Now, if you use maps and minis, this does get harder. 5e isn't super easy to have the tactical wargame part mix in with ad libbing. You have to make choices, which goes to my larger point that most of the 'hard' work of 'harder than the players' work in D&D is a choice. You don't have to work that hard to run D&D. You choose to.

Again this feels like the answer is don't play D&D, play something else with the trappings of D&D layered on it... is that really the answer to making D&D easier to DM or is that GM'ing a different game? DungeonWorld I believe does much of what you are suggesting above but when running it (and arguably playing it) it isn't the same as running or playing a game of D&D... or do you disagree?
 

Ovinomancer

No flips for you!
Again this feels like the answer is don't play D&D, play something else with the trappings of D&D layered on it... is that really the answer to making D&D easier to DM or is that GM'ing a different game? DungeonWorld I believe does much of what you are suggesting above but when running it (and arguably playing it) it isn't the same as running or playing a game of D&D... or do you disagree?
I run 5e, pretty much straight from the book. So, no, that's not what it means.
 

Imaro

Legend
I run 5e, pretty much straight from the book. So, no, that's not what it means.

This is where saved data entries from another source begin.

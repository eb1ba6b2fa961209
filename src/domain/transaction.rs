use chrono::{DateTime, Utc};
use serde::{Deserialize, Serialize};

use crate::error::RosterError;

/// Default retry bound for queued transactions
pub const DEFAULT_MAX_RETRIES: u32 = 3;

/// Category of a buffered user action
#[derive(Debug, Clone, Copy, PartialEq, Eq, Hash, Serialize, Deserialize)]
#[serde(rename_all = "snake_case")]
pub enum TransactionKind {
    FreeAgentMove,
    TradeApproval,
}

impl TransactionKind {
    pub fn as_str(&self) -> &'static str {
        match self {
            TransactionKind::FreeAgentMove => "free_agent_move",
            TransactionKind::TradeApproval => "trade_approval",
        }
    }

    /// Prefix used when generating transaction ids
    fn id_prefix(&self) -> &'static str {
        match self {
            TransactionKind::FreeAgentMove => "fa",
            TransactionKind::TradeApproval => "trade",
        }
    }
}

impl std::fmt::Display for TransactionKind {
    fn fmt(&self, f: &mut std::fmt::Formatter<'_>) -> std::fmt::Result {
        write!(f, "{}", self.as_str())
    }
}

impl TryFrom<&str> for TransactionKind {
    type Error = RosterError;

    fn try_from(s: &str) -> Result<Self, Self::Error> {
        match s {
            "free_agent_move" => Ok(TransactionKind::FreeAgentMove),
            "trade_approval" => Ok(TransactionKind::TradeApproval),
            other => Err(RosterError::UnknownKind(other.to_string())),
        }
    }
}

/// Lifecycle status of a queued transaction.
///
/// Forward-only except `Failed -> Queued` on an operator requeue, and
/// `Processing -> Queued` when a claim is released or a retryable attempt fails.
#[derive(Debug, Clone, Copy, PartialEq, Eq, Hash, Serialize, Deserialize)]
#[serde(rename_all = "snake_case")]
pub enum TransactionStatus {
    Queued,
    Processing,
    Completed,
    Failed,
}

impl TransactionStatus {
    pub fn as_str(&self) -> &'static str {
        match self {
            TransactionStatus::Queued => "queued",
            TransactionStatus::Processing => "processing",
            TransactionStatus::Completed => "completed",
            TransactionStatus::Failed => "failed",
        }
    }

    pub fn is_terminal(&self) -> bool {
        matches!(self, TransactionStatus::Completed | TransactionStatus::Failed)
    }

    pub fn is_pending(&self) -> bool {
        matches!(self, TransactionStatus::Queued | TransactionStatus::Processing)
    }
}

impl std::fmt::Display for TransactionStatus {
    fn fmt(&self, f: &mut std::fmt::Formatter<'_>) -> std::fmt::Result {
        write!(f, "{}", self.as_str())
    }
}

impl TryFrom<&str> for TransactionStatus {
    type Error = RosterError;

    fn try_from(s: &str) -> Result<Self, Self::Error> {
        match s {
            "queued" => Ok(TransactionStatus::Queued),
            "processing" => Ok(TransactionStatus::Processing),
            "completed" => Ok(TransactionStatus::Completed),
            "failed" => Ok(TransactionStatus::Failed),
            other => Err(RosterError::Validation(format!(
                "unknown transaction status: {}",
                other
            ))),
        }
    }
}

/// Free-agent signing: drop one player, sign another for a coin bid
#[derive(Debug, Clone, PartialEq, Eq, Serialize, Deserialize)]
pub struct FreeAgentMove {
    pub team: String,
    pub drop_player: String,
    pub sign_player: String,
    pub bid_amount: u32,
    pub user_id: String,
    pub message_id: String,
}

/// Approval of a negotiated trade between two teams
#[derive(Debug, Clone, PartialEq, Eq, Serialize, Deserialize)]
pub struct TradeApproval {
    pub message_id: String,
    pub team_one: String,
    pub team_two: String,
    /// Players moving from `team_one` to `team_two`
    pub team_one_sends: Vec<String>,
    /// Players moving from `team_two` to `team_one`
    pub team_two_sends: Vec<String>,
    pub user_id: String,
}

/// Kind-specific immutable fields of a queued transaction
#[derive(Debug, Clone, PartialEq, Eq, Serialize, Deserialize)]
#[serde(tag = "type", rename_all = "snake_case")]
pub enum TransactionPayload {
    FreeAgentMove(FreeAgentMove),
    TradeApproval(TradeApproval),
}

impl TransactionPayload {
    pub fn kind(&self) -> TransactionKind {
        match self {
            TransactionPayload::FreeAgentMove(_) => TransactionKind::FreeAgentMove,
            TransactionPayload::TradeApproval(_) => TransactionKind::TradeApproval,
        }
    }

    /// Chat message that originated the action, used for dedupe
    pub fn message_id(&self) -> &str {
        match self {
            TransactionPayload::FreeAgentMove(m) => &m.message_id,
            TransactionPayload::TradeApproval(t) => &t.message_id,
        }
    }

    /// Short human description for logs and chat replies
    pub fn describe(&self) -> String {
        match self {
            TransactionPayload::FreeAgentMove(m) => {
                format!(
                    "{}: {} -> {} ({} coins)",
                    m.team, m.drop_player, m.sign_player, m.bid_amount
                )
            }
            TransactionPayload::TradeApproval(t) => {
                format!("{} <-> {}", t.team_one, t.team_two)
            }
        }
    }
}

/// A user action buffered for later application against the datastore
#[derive(Debug, Clone, PartialEq, Serialize, Deserialize)]
pub struct QueuedTransaction {
    pub id: String,
    pub kind: TransactionKind,
    pub payload: TransactionPayload,
    pub status: TransactionStatus,
    pub enqueued_at: DateTime<Utc>,
    pub retries: u32,
    pub max_retries: u32,
    pub last_error: Option<String>,
    /// Earliest instant the next attempt may start (per-item backoff)
    pub next_attempt_at: DateTime<Utc>,
    /// Instance currently holding the `Processing` claim
    pub claimed_by: Option<String>,
    pub claimed_at: Option<DateTime<Utc>>,
    pub updated_at: DateTime<Utc>,
}

impl QueuedTransaction {
    /// Build a fresh `Queued` record with a generated, stable id
    pub fn new(payload: TransactionPayload, max_retries: u32) -> Self {
        let now = Utc::now();
        let kind = payload.kind();
        let suffix = uuid::Uuid::new_v4().simple().to_string();
        Self {
            id: format!(
                "{}-{}-{}",
                kind.id_prefix(),
                now.timestamp_millis(),
                &suffix[..9]
            ),
            kind,
            payload,
            status: TransactionStatus::Queued,
            enqueued_at: now,
            retries: 0,
            max_retries,
            last_error: None,
            next_attempt_at: now,
            claimed_by: None,
            claimed_at: None,
            updated_at: now,
        }
    }
}

#[cfg(test)]
mod tests {
    use super::*;

    fn fa_move() -> TransactionPayload {
        TransactionPayload::FreeAgentMove(FreeAgentMove {
            team: "Lakers".to_string(),
            drop_player: "Player1".to_string(),
            sign_player: "Player2".to_string(),
            bid_amount: 5,
            user_id: "user123".to_string(),
            message_id: "msg123".to_string(),
        })
    }

    #[test]
    fn test_new_transaction_defaults() {
        let tx = QueuedTransaction::new(fa_move(), DEFAULT_MAX_RETRIES);
        assert!(tx.id.starts_with("fa-"));
        assert_eq!(tx.kind, TransactionKind::FreeAgentMove);
        assert_eq!(tx.status, TransactionStatus::Queued);
        assert_eq!(tx.retries, 0);
        assert_eq!(tx.max_retries, 3);
        assert!(tx.last_error.is_none());
        assert!(tx.next_attempt_at <= Utc::now());
    }

    #[test]
    fn test_ids_are_unique() {
        let a = QueuedTransaction::new(fa_move(), 3);
        let b = QueuedTransaction::new(fa_move(), 3);
        assert_ne!(a.id, b.id);
    }

    #[test]
    fn test_status_parsing() {
        for status in [
            TransactionStatus::Queued,
            TransactionStatus::Processing,
            TransactionStatus::Completed,
            TransactionStatus::Failed,
        ] {
            assert_eq!(TransactionStatus::try_from(status.as_str()).unwrap(), status);
        }
        assert!(TransactionStatus::try_from("resolved").is_err());
        assert!(TransactionKind::try_from("upgrade").is_err());
    }

    #[test]
    fn test_payload_is_tagged_by_kind() {
        let json = serde_json::to_value(fa_move()).unwrap();
        assert_eq!(json["type"], "free_agent_move");
        assert_eq!(json["sign_player"], "Player2");
    }

    #[test]
    fn test_terminal_statuses() {
        assert!(TransactionStatus::Completed.is_terminal());
        assert!(TransactionStatus::Failed.is_terminal());
        assert!(TransactionStatus::Processing.is_pending());
        assert!(!TransactionStatus::Queued.is_terminal());
    }
}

But you admit in your own post that it makes some things harder than they would normally be running 5e in a traditional manner... like the miniature combat example you gave... right?

EDIT: As well as utilizing the binary nature of 5e's skill checks... these feel like playstyle choices that affect how a game is played and run.

EDIT2: I guess I would love to see some suggestions on how one can stick to the expected playstyle of D&D or most traditional games that work like it and still make prep easier. Perhaps something like prep major and add details in the moment... That seems like it might make prep easier without assumptions/playstyle/rules changes.